Research

Classification-based comparison of pre-processing methods for interpretation of mass spectrometry generated clinical datasets

Wouter Wegdam^1* , Perry D Moerland^2* , Marrije R Buist¹ , Emiel Ver Loren van Themaat² , Boris Bleijlevens³ , Huub CJ Hoefsloot⁴ , Chris G de Koster^3,4 and Johannes MFG Aerts³

¹  Department of Gynaecologic Oncology, Academic Medical Center, University of Amsterdam, Amsterdam, the Netherlands

²  Bioinformatics Laboratory, Department of Clinical Epidemiology, Biostatistics and Bioinformatics, Academic Medical Center, University of Amsterdam, Amsterdam, the Netherlands

³  Clinical Proteomics Group, Department of Medical Biochemistry, Academic Medical Center, University of Amsterdam, Amsterdam, the Netherlands

⁴  Swammerdam Institute for Life Sciences, University of Amsterdam, Amsterdam, the Netherlands

author email corresponding author email* Contributed equally

Proteome Science 2009, 7:19doi:10.1186/1477-5956-7-19

Published:	14 May 2009

Abstract

Background

Mass spectrometry is increasingly being used to discover proteins or protein profiles associated with disease. Experimental design of mass-spectrometry studies has come under close scrutiny and the importance of strict protocols for sample collection is now understood. However, the question of how best to process the large quantities of data generated is still unanswered. Main challenges for the analysis are the choice of proper pre-processing and classification methods. While these two issues have been investigated in isolation, we propose to use the classification of patient samples as a clinically relevant benchmark for the evaluation of pre-processing methods.

Results

Two in-house generated clinical SELDI-TOF MS datasets are used in this study as an example of high throughput mass-spectrometry data. We perform a systematic comparison of two commonly used pre-processing methods as implemented in Ciphergen ProteinChip Software and in the Cromwell package. With respect to reproducibility, Ciphergen and Cromwell pre-processing are largely comparable. We find that the overlap between peaks detected by either Ciphergen ProteinChip Software or Cromwell is large. This is especially the case for the more stringent peak detection settings. Moreover, similarity of the estimated intensities between matched peaks is high.

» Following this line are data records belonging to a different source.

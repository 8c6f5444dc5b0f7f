//! Platform service factory

use crate::auth::{get_github_auth, get_gitlab_auth};
use crate::error::Result;
use crate::platform::{parse_repo_info, GitHubService, GitLabService, PlatformService};
use crate::types::{NewPullRequest, Platform, PlatformConfig, PullRequest};
use async_trait::async_trait;
use tokio::sync::OnceCell;
use tracing::debug;

/// Connect to the platform hosting the repository at `remote_url`
///
/// Detects GitHub or GitLab from the URL, authenticates, and scopes the
/// service to that repository.
pub async fn create_platform_service(remote_url: &str) -> Result<Box<dyn PlatformService>> {
    let config = parse_repo_info(remote_url)?;
    debug!(
        "using {:?} repository {}/{}",
        config.platform, config.owner, config.repo
    );

    match config.platform {
        Platform::GitHub => {
            let auth = get_github_auth().await?;
            Ok(Box::new(GitHubService::new(
                &auth.token,
                config.owner,
                config.repo,
                config.host,
            )?))
        }
        Platform::GitLab => {
            let auth = get_gitlab_auth(config.host.as_deref()).await?;
            Ok(Box::new(GitLabService::new(
                auth.token,
                config.owner,
                config.repo,
                Some(auth.host),
            )))
        }
    }
}

/// Platform service that authenticates on first use
///
/// The repository is identified up front from the remote URL. Credentials
/// are only looked up when the first request is made, so a run that stops
/// early never touches the platform.
pub struct LazyPlatformService {
    remote_url: String,
    config: PlatformConfig,
    inner: OnceCell<Box<dyn PlatformService>>,
}

impl LazyPlatformService {
    /// Identify the repository behind `remote_url` without connecting
    pub fn new(remote_url: &str) -> Result<Self> {
        Ok(Self {
            config: parse_repo_info(remote_url)?,
            remote_url: remote_url.to_string(),
            inner: OnceCell::new(),
        })
    }

    async fn service(&self) -> Result<&dyn PlatformService> {
        let service = self
            .inner
            .get_or_try_init(|| create_platform_service(&self.remote_url))
            .await?;
        Ok(service.as_ref())
    }
}

#[async_trait]
impl PlatformService for LazyPlatformService {
    async fn current_user(&self) -> Result<String> {
        self.service().await?.current_user().await
    }

    async fn list_open_requests(&self, base_branch: &str) -> Result<Vec<PullRequest>> {
        self.service().await?.list_open_requests(base_branch).await
    }

    async fn get_request(&self, number: u64) -> Result<PullRequest> {
        self.service().await?.get_request(number).await
    }

    async fn create_request(&self, request: &NewPullRequest) -> Result<PullRequest> {
        self.service().await?.create_request(request).await
    }

    fn config(&self) -> &PlatformConfig {
        &self.config
    }
}
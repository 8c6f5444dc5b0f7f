//! Promote command - run the promotion workflow interactively

use crate::cli::progress::CliProgress;
use crate::cli::style::{bullet, check, hyperlink_url, Stream, Stylize};
use crate::cli::Workspace;
use anstream::{eprintln, println};
use dialoguer::theme::ColorfulTheme;
use dialoguer::{Confirm, Select};
use git_promote::error::{Error, Result};
use git_promote::workflow::{Orchestrator, Prompter, WorkflowOutcome};
use std::io;
use std::path::Path;
use tracing::warn;

/// Answers given on the command line
#[derive(Debug, Clone, Default)]
pub struct PromoteOptions {
    /// Target branch, skipping the prompt
    pub target: Option<String>,
    /// Source branch, skipping the prompt
    pub source: Option<String>,
    /// Accept the change preview without asking
    pub yes: bool,
    /// Open the request in the browser afterwards
    pub open: bool,
}

/// Prompts with dialoguer unless the answer was given as a flag
struct InteractivePrompter<'a> {
    options: &'a PromoteOptions,
}

/// Ctrl-C while a prompt is open counts as dismissing it
fn prompt_error(err: dialoguer::Error) -> Error {
    match err {
        dialoguer::Error::IO(e) if e.kind() == io::ErrorKind::Interrupted => Error::PromptDismissed,
        dialoguer::Error::IO(e) => Error::Io(e),
    }
}

/// Esc or `q` on a prompt yields no answer
fn answered<T>(answer: Option<T>) -> Result<T> {
    answer.ok_or(Error::PromptDismissed)
}

impl Prompter for InteractivePrompter<'_> {
    fn select_target(&self, targets: &[String]) -> Result<String> {
        if let Some(target) = &self.options.target {
            return Ok(target.clone());
        }
        if targets.is_empty() {
            return Err(Error::NotWhitelistConfigFoundForBranch(String::new()));
        }
        let index = Select::with_theme(&ColorfulTheme::default())
            .with_prompt("Target branch")
            .items(targets)
            .default(0)
            .interact_opt()
            .map_err(prompt_error)
            .and_then(answered)?;
        Ok(targets[index].clone())
    }

    fn select_source(&self, branches: &[String], current: &str) -> Result<String> {
        if let Some(source) = &self.options.source {
            return Ok(source.clone());
        }
        let default = branches.iter().position(|b| b == current).unwrap_or(0);
        let index = Select::with_theme(&ColorfulTheme::default())
            .with_prompt("Source branch")
            .items(branches)
            .default(default)
            .interact_opt()
            .map_err(prompt_error)
            .and_then(answered)?;
        Ok(branches[index].clone())
    }

    fn confirm_changes(&self, source: &str, target: &str, preview: &str) -> Result<bool> {
        println!(
            "Whitelisted changes from {} to {}:",
            source.accent(),
            target.accent()
        );
        println!("{}", preview.trim_end());
        if self.options.yes {
            return Ok(true);
        }
        Confirm::with_theme(&ColorfulTheme::default())
            .with_prompt("Promote these changes?")
            .default(false)
            .interact_opt()
            .map_err(prompt_error)
            .map(|answer| answer.unwrap_or(false))
    }
}

/// Run the promote command
pub async fn run_promote(
    path: &Path,
    config_path: Option<&Path>,
    options: &PromoteOptions,
) -> Result<()> {
    let workspace = Workspace::open(path, config_path).await?;
    let platform = workspace.platform().await?;

    let orchestrator = Orchestrator::new(
        &workspace.repo,
        &platform,
        &workspace.config.settings,
        &workspace.config.policies,
        workspace.store.clone(),
    );
    let prompter = InteractivePrompter { options };
    let progress = CliProgress::new();

    let outcome = orchestrator.run(&prompter, &progress).await;
    progress.finish(outcome.is_ok());

    let report = match outcome? {
        WorkflowOutcome::Cancelled => {
            println!("{}", "Promotion cancelled, nothing was changed".muted());
            return Ok(());
        }
        WorkflowOutcome::Completed(report) => report,
    };

    let verb = if report.created { "Created" } else { "Updated" };
    println!(
        "{} {verb} request {} against {}",
        check(),
        format!("#{}", report.request.number).accent(),
        report.request.base_ref.accent()
    );
    println!("  {}", hyperlink_url(Stream::Stdout, &report.request.html_url));

    if report.increment.is_empty() {
        println!("  {}", "No new files to list".muted());
    } else {
        println!(
            "  {} new files ({} listed in total):",
            report.increment.len().to_string().accent(),
            report.record.files.len()
        );
        for entry in &report.increment.entries {
            println!(
                "    {} {} {}",
                bullet(),
                entry.path,
                entry.kind.description().muted()
            );
        }
    }
    println!(
        "  {} {}",
        "Instructions:".muted(),
        workspace
            .store
            .request_dir(report.request.number)
            .display()
    );
    if !report.restored {
        eprintln!(
            "{}: could not return to '{}'",
            "warning".warn().for_stderr(),
            report.state.original_branch
        );
    }

    if options.open {
        if let Err(e) = open::that(&report.request.html_url) {
            warn!("could not open browser: {e}");
        }
    }
    Ok(())
}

We evaluate the pre-processing methods using five different classification methods. Classification is done in a double cross-validation protocol using repeated random sampling to obtain an unbiased estimate of classification accuracy. No pre-processing method significantly outperforms the other for all peak detection settings evaluated.

Conclusion

We use classification of patient samples as a clinically relevant benchmark for the evaluation of pre-processing methods. Both pre-processing methods lead to similar classification results on an ovarian cancer and a Gaucher disease dataset. However, the settings for pre-processing parameters lead to large differences in classification accuracy and are therefore of crucial importance. We advocate the evaluation over a range of parameter settings when comparing pre-processing methods. Our analysis also demonstrates that reliable classification results can be obtained with a combination of strict sample handling and a well-defined classification protocol on clinical samples.